//! Binary schema decoding

use crate::def::{DefType, EditFlags, Field, ParamDef};
use crate::error::DefError;

use super::{
    DISPLAY_FORMAT_WIDTH, DISPLAY_NAME_WIDTH, ENDIAN_OFFSET, EXTENDED_HEADER_MARKER, FormatLayout,
    HEADER_SIZE, INTERNAL_WIDTH, PARAM_TYPE_WIDTH, TYPE_NAME_WIDTH, UNICODE_OFFSET, decode_wide,
    known_header_tag, known_record_tag, strip_padding,
};

/// Decode a schema document from its binary form.
///
/// Byte order and string encoding are self-describing: the endianness byte
/// at offset 0x2C and the unicode flag at 0x2D are probed before the header
/// is read.
///
/// # Errors
/// * [`DefError::UnsupportedFormat`] - version or size tag outside the
///   supported set
/// * [`DefError::CorruptSchema`] - truncated buffer, byte-count/array
///   mismatch, malformed suffix, bad string data
pub fn decode_binary(data: &[u8]) -> Result<ParamDef, DefError> {
    if data.len() < HEADER_SIZE {
        return Err(DefError::corrupt(format!(
            "buffer too small for header: {} bytes",
            data.len()
        )));
    }

    let big_endian = data[ENDIAN_OFFSET] as i8 == -1;
    let unicode = data[UNICODE_OFFSET] != 0;
    let mut reader = Reader::new(data, big_endian);

    let _file_size = reader.read_i32()?;
    let header_tag = reader.read_i16()?;
    let data_version = reader.read_i16()?;
    let field_count = reader.read_i16()?;
    let record_tag = reader.read_i16()?;
    let param_type = reader.read_fixed_str(PARAM_TYPE_WIDTH, unicode)?;
    let _endian = reader.read_u8()?;
    let _unicode = reader.read_u8()?;
    let format_version = reader.read_i16()?;

    let layout = FormatLayout::for_version(format_version).ok_or_else(|| {
        DefError::unsupported(format!("unknown format version {format_version}"))
    })?;

    if layout.extended() {
        let marker = reader.read_i64()?;
        if marker != EXTENDED_HEADER_MARKER {
            return Err(DefError::corrupt(format!(
                "unexpected extended header marker 0x{marker:X}"
            )));
        }
    }

    if !known_header_tag(header_tag) {
        return Err(DefError::unsupported(format!(
            "unknown header size tag 0x{header_tag:X}"
        )));
    }
    if header_tag != layout.header_tag {
        return Err(DefError::corrupt(format!(
            "header size tag 0x{header_tag:X} does not match version {format_version}"
        )));
    }
    if !known_record_tag(record_tag) {
        return Err(DefError::unsupported(format!(
            "unknown field record size tag 0x{record_tag:X}"
        )));
    }
    if record_tag != layout.record_tag {
        return Err(DefError::corrupt(format!(
            "field record size tag 0x{record_tag:X} does not match version {format_version}"
        )));
    }
    if field_count < 0 {
        return Err(DefError::corrupt(format!("negative field count {field_count}")));
    }

    let mut fields = Vec::with_capacity(field_count as usize);
    for _ in 0..field_count {
        fields.push(read_field(&mut reader, layout, unicode)?);
    }

    Ok(ParamDef {
        data_version,
        param_type,
        big_endian,
        unicode,
        format_version,
        fields,
    })
}

fn read_field(reader: &mut Reader<'_>, layout: &FormatLayout, unicode: bool) -> Result<Field, DefError> {
    let display_name = reader.read_fixed_str(DISPLAY_NAME_WIDTH, unicode)?;

    let type_name = reader.read_fixed_str(TYPE_NAME_WIDTH, false)?;
    let display_type = DefType::from_name(&type_name)
        .ok_or_else(|| DefError::corrupt(format!("unknown field type {type_name:?}")))?;

    let display_format = reader.read_fixed_str(DISPLAY_FORMAT_WIDTH, false)?;
    let default = reader.read_f32()?;
    let minimum = reader.read_f32()?;
    let maximum = reader.read_f32()?;
    let increment = reader.read_f32()?;
    let edit_flags = EditFlags::from_bits(reader.read_i32()? as u32);

    // The record carries total bytes, not element count; cross-check against
    // the primitive size before deriving the array length.
    let byte_count = reader.read_i32()?;
    let value_size = display_type.value_size() as i32;
    let array_length = if display_type.is_array_type() {
        if byte_count <= 0 || byte_count % value_size != 0 {
            return Err(DefError::corrupt(format!(
                "unexpected byte count {byte_count} for type {display_type}"
            )));
        }
        byte_count / value_size
    } else {
        if byte_count != value_size {
            return Err(DefError::corrupt(format!(
                "unexpected byte count {byte_count} for type {display_type}"
            )));
        }
        1
    };

    let description_offset = if layout.wide_description_offset {
        reader.read_i64()?
    } else {
        reader.read_i32()? as i64
    };

    let internal_type = reader.read_fixed_str(INTERNAL_WIDTH, false)?;

    let mut internal_name = String::new();
    let mut bit_size = -1;
    if layout.has_internal_name {
        // Some shipped defs carry stray whitespace around the name.
        internal_name = reader.read_fixed_str(INTERNAL_WIDTH, false)?.trim().to_string();

        if let Some((base, bits)) = split_bit_suffix(&internal_name) {
            if !display_type.is_bit_type() {
                return Err(DefError::corrupt(format!(
                    "bitfield suffix on non-bit type {display_type} in {internal_name:?}"
                )));
            }
            internal_name = base.to_string();
            bit_size = bits;
        }

        if display_type.is_array_type() {
            let declared = match split_array_suffix(&internal_name) {
                Some((base, length)) => {
                    internal_name = base.to_string();
                    length
                }
                None => 1,
            };
            if declared != array_length {
                return Err(DefError::corrupt(format!(
                    "array length {declared} in {internal_name:?} does not match byte count {byte_count}"
                )));
            }
        }

        if bit_size != -1 && array_length > 1 {
            return Err(DefError::corrupt(format!(
                "field {internal_name:?} is both a bitfield and an array"
            )));
        }
    }

    let sort_id = if layout.has_sort_id { reader.read_i32()? } else { 0 };

    if layout.reserved_tail > 0 {
        let reserved = reader.read_bytes(layout.reserved_tail)?;
        if reserved.iter().any(|&b| b != 0) {
            return Err(DefError::corrupt("non-zero bytes in reserved record tail"));
        }
    }

    // Offset zero is the "no description" sentinel; offset zero always holds
    // a header byte, so no real description can live there.
    let description = if description_offset != 0 {
        Some(reader.read_str_at(description_offset, unicode)?)
    } else {
        None
    };

    Ok(Field {
        display_name,
        display_type,
        display_format,
        default,
        minimum,
        maximum,
        increment,
        edit_flags,
        array_length,
        description,
        internal_type,
        internal_name,
        bit_size,
        sort_id,
    })
}

/// Split a trailing `:<digits>` bitfield suffix off an internal name.
fn split_bit_suffix(name: &str) -> Option<(&str, i32)> {
    let (base, digits) = name.rsplit_once(':')?;
    let base = base.trim_end();
    let digits = digits.trim();
    if base.is_empty() || digits.is_empty() || !digits.bytes().all(|b| b.is_ascii_digit()) {
        return None;
    }
    Some((base, digits.parse().ok()?))
}

/// Split a trailing `[<digits>]` array suffix off an internal name.
fn split_array_suffix(name: &str) -> Option<(&str, i32)> {
    let (base, digits) = name.strip_suffix(']')?.rsplit_once('[')?;
    let base = base.trim_end();
    let digits = digits.trim();
    if base.is_empty() || digits.is_empty() || !digits.bytes().all(|b| b.is_ascii_digit()) {
        return None;
    }
    Some((base, digits.parse().ok()?))
}

/// Sequential reader over the document buffer with the probed byte order.
///
/// Also serves the absolute reads used to resolve description offsets.
struct Reader<'a> {
    data: &'a [u8],
    pos: usize,
    big_endian: bool,
}

impl<'a> Reader<'a> {
    fn new(data: &'a [u8], big_endian: bool) -> Reader<'a> {
        Reader {
            data,
            pos: 0,
            big_endian,
        }
    }

    fn read_bytes(&mut self, count: usize) -> Result<&'a [u8], DefError> {
        let end = self
            .pos
            .checked_add(count)
            .filter(|&end| end <= self.data.len())
            .ok_or_else(|| DefError::corrupt("unexpected end of buffer"))?;
        let bytes = &self.data[self.pos..end];
        self.pos = end;
        Ok(bytes)
    }

    fn read_u8(&mut self) -> Result<u8, DefError> {
        Ok(self.read_bytes(1)?[0])
    }

    fn read_u16(&mut self) -> Result<u16, DefError> {
        let bytes: [u8; 2] = self.read_bytes(2)?.try_into().unwrap();
        Ok(if self.big_endian {
            u16::from_be_bytes(bytes)
        } else {
            u16::from_le_bytes(bytes)
        })
    }

    fn read_i16(&mut self) -> Result<i16, DefError> {
        Ok(self.read_u16()? as i16)
    }

    fn read_u32(&mut self) -> Result<u32, DefError> {
        let bytes: [u8; 4] = self.read_bytes(4)?.try_into().unwrap();
        Ok(if self.big_endian {
            u32::from_be_bytes(bytes)
        } else {
            u32::from_le_bytes(bytes)
        })
    }

    fn read_i32(&mut self) -> Result<i32, DefError> {
        Ok(self.read_u32()? as i32)
    }

    fn read_i64(&mut self) -> Result<i64, DefError> {
        let bytes: [u8; 8] = self.read_bytes(8)?.try_into().unwrap();
        Ok(if self.big_endian {
            i64::from_be_bytes(bytes)
        } else {
            i64::from_le_bytes(bytes)
        })
    }

    fn read_f32(&mut self) -> Result<f32, DefError> {
        Ok(f32::from_bits(self.read_u32()?))
    }

    /// Read a fixed-width string of `width` bytes, stripping trailing pad
    /// bytes (zero or space) of either padding convention.
    fn read_fixed_str(&mut self, width: usize, unicode: bool) -> Result<String, DefError> {
        let mut units: Vec<u16> = if unicode {
            let mut units = Vec::with_capacity(width / 2);
            for _ in 0..width / 2 {
                units.push(self.read_u16()?);
            }
            units
        } else {
            self.read_bytes(width)?.iter().map(|&b| b as u16).collect()
        };
        strip_padding(&mut units);
        if unicode {
            decode_wide(&units)
        } else {
            Ok(units.iter().map(|&unit| (unit as u8) as char).collect())
        }
    }

    /// Read a zero-terminated string at an absolute offset.
    fn read_str_at(&self, offset: i64, unicode: bool) -> Result<String, DefError> {
        let start = usize::try_from(offset)
            .ok()
            .filter(|&start| start < self.data.len())
            .ok_or_else(|| {
                DefError::corrupt(format!("description offset {offset} out of bounds"))
            })?;

        if unicode {
            let mut units = Vec::new();
            let mut pos = start;
            loop {
                let bytes: [u8; 2] = self
                    .data
                    .get(pos..pos + 2)
                    .ok_or_else(|| DefError::corrupt("unterminated description string"))?
                    .try_into()
                    .unwrap();
                let unit = if self.big_endian {
                    u16::from_be_bytes(bytes)
                } else {
                    u16::from_le_bytes(bytes)
                };
                if unit == 0 {
                    break;
                }
                units.push(unit);
                pos += 2;
            }
            decode_wide(&units)
        } else {
            let tail = &self.data[start..];
            let len = tail
                .iter()
                .position(|&b| b == 0)
                .ok_or_else(|| DefError::corrupt("unterminated description string"))?;
            Ok(super::decode_narrow(&tail[..len]))
        }
    }
}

=======

Problem details: Each line of the entries holding the string "absolute" should be found and copied.

Your solution:
/// Also serves the absolute reads used to resolve description offsets.
    /// Read a zero-terminated string at an absolute offset.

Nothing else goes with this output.